From a prompt: Penny sneaks out and Thor comforts her.

 

Penny leaned against the brick wall behind her, sighing as the rain soaked her to the bone, fighting the exhaustion that had been her constant companion for so long.  She wasn’t even supposed to be out...Mr. Stark had given her one rule.  Made one request.  Don’t go out as Spider-Girl when he was in DC.  One thing.  And she hadn’t even been able to do that.  Wiping a hand over her face, she held back a sob, resting her head on the brick wall and feeling the tears run down her face, mixing with the rainwater.  After everything he’d done for her, she couldn’t even do one thing.

What was wrong with her?

He’d taken her in.  Despite the ferry, despite taking the suit...despite her mistakes, the moment he’d found out about May (via Happy) Mr.
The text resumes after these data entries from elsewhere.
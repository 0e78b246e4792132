//! Shared data model, statistics and configuration for the ticker analysis engines.

pub mod config;
pub mod error;
pub mod fallback;
pub mod profile;
pub mod statements;
pub mod stats;
pub mod types;

pub use config::AnalysisConfig;
pub use error::*;
pub use fallback::{FallbackChain, Sourced, ValueSource};
pub use profile::TickerProfile;
pub use statements::{line_items, FinancialStatements, StatementTable};
pub use types::*;
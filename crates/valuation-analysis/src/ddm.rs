use analysis_core::{stats, FallbackChain, Sourced, ValueSource};

use crate::dividends::{dividend_growth_rate, ttm_dividend};
use crate::models::{DdmAssumptions, DdmParams, DdmValuation};
use crate::ValuationAnalyzer;

const DEFAULT_DIVIDEND_GROWTH: f64 = 3.0;

impl ValuationAnalyzer<'_> {
    /// Gordon Growth Model: `V = D1 / (r - g)` with `D1 = TTM dividend * (1 + g)`.
    pub fn calculate_ddm_valuation(&self, params: &DdmParams) -> DdmValuation {
        let mut result = DdmValuation {
            intrinsic_value_per_share: None,
            current_price: self.current_price,
            currency: self.currency(),
            discount_premium_pct: None,
            current_dividend: None,
            next_dividend_estimate: None,
            growth_rate_used: None,
            required_return_used: None,
            model: "Gordon Growth Model".to_string(),
            assumptions: DdmAssumptions::default(),
            error: None,
        };

        if self.dividends.is_empty() {
            result.error = Some("No dividend history available".to_string());
            return result;
        }
        if self.dividends.total() <= 0.0 {
            result.error = Some("Stock does not pay dividends - DDM not applicable".to_string());
            return result;
        }

        let ttm = ttm_dividend(self.dividends, self.as_of);
        if ttm <= 0.0 {
            result.error = Some("No dividends paid in trailing 12 months".to_string());
            return result;
        }
        result.current_dividend = Some(ttm);

        let growth = FallbackChain::new()
            .with(ValueSource::UserProvided, params.growth_rate)
            .then(ValueSource::HistoricalDividends, || dividend_growth_rate(self.dividends))
            .or_default(DEFAULT_DIVIDEND_GROWTH);
        result.growth_rate_used = Some(growth.value);
        result.assumptions.growth_rate_source = Some(growth.source);

        let required = FallbackChain::new()
            .with(ValueSource::UserProvided, params.required_return)
            .resolve()
            .unwrap_or_else(|| {
                Sourced::new(self.estimate_cost_of_equity(), ValueSource::EstimatedFromBeta)
            });
        result.required_return_used = Some(required.value);
        result.assumptions.required_return_source = Some(required.source);

        if required.value <= growth.value {
            result.error = Some(format!(
                "Required return ({:.2}%) must exceed dividend growth ({:.2}%) for DDM calculation",
                required.value, growth.value
            ));
            return result;
        }

        let next_dividend = ttm * (1.0 + growth.value / 100.0);
        result.next_dividend_estimate = Some(next_dividend);

        let intrinsic = next_dividend / ((required.value - growth.value) / 100.0);
        result.intrinsic_value_per_share = stats::finite(intrinsic);
        result.discount_premium_pct = self.discount_premium(intrinsic);

        result
    }
}
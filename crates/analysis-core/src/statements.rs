use std::collections::BTreeMap;

use serde::{Deserialize, Serialize};
use serde_json::Value;

use crate::error::{AnalysisError, Result};

/// Line-item names as they appear in provider statement tables.
pub mod line_items {
    pub const TOTAL_REVENUE: &str = "Total Revenue";
    pub const COST_OF_REVENUE: &str = "Cost Of Revenue";
    pub const GROSS_PROFIT: &str = "Gross Profit";
    pub const OPERATING_INCOME: &str = "Operating Income";
    pub const EBITDA: &str = "EBITDA";
    pub const EBIT: &str = "EBIT";
    pub const NET_INCOME: &str = "Net Income";
    pub const DILUTED_EPS: &str = "Diluted EPS";
    pub const BASIC_EPS: &str = "Basic EPS";

    pub const TOTAL_ASSETS: &str = "Total Assets";
    pub const CURRENT_ASSETS: &str = "Current Assets";
    pub const CURRENT_LIABILITIES: &str = "Current Liabilities";
    pub const TOTAL_LIABILITIES: &str = "Total Liabilities Net Minority Interest";
    pub const STOCKHOLDERS_EQUITY: &str = "Stockholders Equity";
    pub const RETAINED_EARNINGS: &str = "Retained Earnings";
    pub const LONG_TERM_DEBT: &str = "Long Term Debt";
    pub const INVENTORY: &str = "Inventory";
    pub const ACCOUNTS_RECEIVABLE: &str = "Accounts Receivable";
    pub const ACCOUNTS_PAYABLE: &str = "Accounts Payable";

    pub const FREE_CASH_FLOW: &str = "Free Cash Flow";
    pub const OPERATING_CASH_FLOW: &str = "Operating Cash Flow";
    pub const CAPITAL_EXPENDITURE: &str = "Capital Expenditure";

    /// Names different providers use for operating cash flow, in lookup order.
    pub const OPERATING_CASH_FLOW_ALIASES: &[&str] = &[
        "Operating Cash Flow",
        "Cash From Operating Activities",
        "Cash Flowsfromusedin Operating Activities Direct",
        "Total Cash From Operating Activities",
        "Net Cash Provided By Operating Activities",
    ];
}

/// One statement table: line item name to period values, most recent period first.
///
/// A missing row means "not reported", and a `None` cell means the provider
/// had no value for that period. Neither is ever read as zero.
#[derive(Debug, Clone, Default, PartialEq, Serialize, Deserialize)]
pub struct StatementTable {
    rows: BTreeMap<String, Vec<Option<f64>>>,
}

impl StatementTable {
    pub fn new() -> Self {
        Self::default()
    }

    /// Builder-style row insertion. Non-finite cells are stored as missing.
    pub fn with_row<I>(mut self, name: &str, values: I) -> Self
    where
        I: IntoIterator<Item = Option<f64>>,
    {
        self.insert_row(name, values);
        self
    }

    pub fn insert_row<I>(&mut self, name: &str, values: I)
    where
        I: IntoIterator<Item = Option<f64>>,
    {
        let cleaned = values
            .into_iter()
            .map(|v| v.filter(|x| x.is_finite()))
            .collect();
        self.rows.insert(name.to_string(), cleaned);
    }

    /// Parse `{"Line Item": [v0, v1, ...], ...}`.
    ///
    /// Cells may be numbers or `null`; any other shape is rejected.
    pub fn from_json(value: &Value) -> Result<Self> {
        let object = value.as_object().ok_or_else(|| {
            AnalysisError::InvalidData("statement table must be a JSON object".to_string())
        })?;

        let mut table = Self::new();
        for (name, cells) in object {
            let cells = cells.as_array().ok_or_else(|| {
                AnalysisError::InvalidData(format!("line item '{name}' must be an array of periods"))
            })?;
            let mut values = Vec::with_capacity(cells.len());
            for cell in cells {
                match cell {
                    Value::Null => values.push(None),
                    Value::Number(n) => values.push(n.as_f64()),
                    other => {
                        return Err(AnalysisError::InvalidData(format!(
                            "line item '{name}' has non-numeric cell {other}"
                        )))
                    }
                }
            }
            table.insert_row(name, values);
        }
        Ok(table)
    }

    pub fn is_empty(&self) -> bool {
        self.rows.is_empty()
    }

    pub fn has_row(&self, name: &str) -> bool {
        self.rows.contains_key(name)
    }

    pub fn row(&self, name: &str) -> Option<&[Option<f64>]> {
        self.rows.get(name).map(Vec::as_slice)
    }

    /// Value of `name` at `period` (0 = most recent).
    pub fn value(&self, name: &str, period: usize) -> Option<f64> {
        self.rows.get(name)?.get(period).copied().flatten()
    }

    /// First line item in `names` that has a value at `period`.
    pub fn first_value(&self, names: &[&str], period: usize) -> Option<f64> {
        names.iter().find_map(|name| self.value(name, period))
    }

    /// Number of period columns in the widest row.
    pub fn period_count(&self) -> usize {
        self.rows.values().map(Vec::len).max().unwrap_or(0)
    }

    /// Mean of `name` over periods `period` and `period + 1`; both must be present.
    pub fn average(&self, name: &str, period: usize) -> Option<f64> {
        let current = self.value(name, period)?;
        let prior = self.value(name, period + 1)?;
        Some((current + prior) / 2.0)
    }
}

/// The six statement tables a provider may supply for one ticker.
#[derive(Debug, Clone, Default, Serialize, Deserialize)]
pub struct FinancialStatements {
    #[serde(default)]
    pub income_quarterly: Option<StatementTable>,
    #[serde(default)]
    pub income_annual: Option<StatementTable>,
    #[serde(default)]
    pub balance_quarterly: Option<StatementTable>,
    #[serde(default)]
    pub balance_annual: Option<StatementTable>,
    #[serde(default)]
    pub cash_flow_quarterly: Option<StatementTable>,
    #[serde(default)]
    pub cash_flow_annual: Option<StatementTable>,
}

impl FinancialStatements {
    const TABLE_KEYS: [&'static str; 6] = [
        "income_quarterly",
        "income_annual",
        "balance_quarterly",
        "balance_annual",
        "cash_flow_quarterly",
        "cash_flow_annual",
    ];

    /// Parse `{"income_annual": {...}, "balance_annual": {...}, ...}`.
    ///
    /// Absent or `null` tables stay `None`; unknown keys and malformed tables are errors.
    pub fn from_json(value: &Value) -> Result<Self> {
        let object = value.as_object().ok_or_else(|| {
            AnalysisError::InvalidData("financial statements must be a JSON object".to_string())
        })?;

        if let Some(unknown) = object.keys().find(|k| !Self::TABLE_KEYS.contains(&k.as_str())) {
            return Err(AnalysisError::InvalidData(format!(
                "unknown statement table '{unknown}'"
            )));
        }

        let table = |key: &str| -> Result<Option<StatementTable>> {
            match object.get(key) {
                None | Some(Value::Null) => Ok(None),
                Some(v) => StatementTable::from_json(v).map(Some),
            }
        };

        Ok(Self {
            income_quarterly: table("income_quarterly")?,
            income_annual: table("income_annual")?,
            balance_quarterly: table("balance_quarterly")?,
            balance_annual: table("balance_annual")?,
            cash_flow_quarterly: table("cash_flow_quarterly")?,
            cash_flow_annual: table("cash_flow_annual")?,
        })
    }

    pub fn income_annual(&self) -> Option<&StatementTable> {
        self.income_annual.as_ref()
    }

    pub fn balance_annual(&self) -> Option<&StatementTable> {
        self.balance_annual.as_ref()
    }

    pub fn cash_flow_annual(&self) -> Option<&StatementTable> {
        self.cash_flow_annual.as_ref()
    }

    /// True when none of the three annual tables was supplied.
    pub fn annual_tables_absent(&self) -> bool {
        self.income_annual.is_none() && self.balance_annual.is_none() && self.cash_flow_annual.is_none()
    }
}
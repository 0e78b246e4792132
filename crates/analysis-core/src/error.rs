use thiserror::Error;

#[derive(Error, Debug)]
pub enum AnalysisError {
    #[error("Insufficient data: {0}")]
    InsufficientData(String),

    #[error("Invalid data: {0}")]
    InvalidData(String),

    #[error("Configuration error: {0}")]
    Config(String),

    #[error("I/O error: {0}")]
    Io(#[from] std::io::Error),

    #[error("JSON error: {0}")]
    Json(#[from] serde_json::Error),
}

pub type Result<T> = std::result::Result<T, AnalysisError>;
Stark had showed up at the door to her foster house, looking uncomfortable.  Out of place.  Penny’s foster brother had been the one to open the door, had looked Mr. Stark up and down, and had almost slammed the door in his face in his haste to call for their foster parents.

Penny had stayed in her room, the one she’d shared with another girl that she hadn’t yet spoken to, watching from the top of the stairs as her foster father had gone to talk to him...and then he’d led the man upstairs to where Penny had been sitting, curled up on the bed, back against the pillow, her math book sitting on the bed in front of her.  Mr. Stark had hesitated in the doorway behind her foster father who had cleared his throat.  “Penny.  There’s, um...there’s someone here to see you.  You up for a visitor?”

Penny had just nodded.  She hadn’t spoken to the people housing her and feeding her yet, despite the fact that she’d been living with them for almost a week.  She’d barely spoken to Ned or her teachers...she had felt like she was living her life in an exhausted haze...like she was numb was vaguely sick all the time and then Mr. Stark, the man who’d shouted at her and taken away her suit and sent her home...he had been in her room.  Sitting on her bed, just like he had before.  But this time, May hadn’t been there.  This time, she’d been in a strange place with strange people.  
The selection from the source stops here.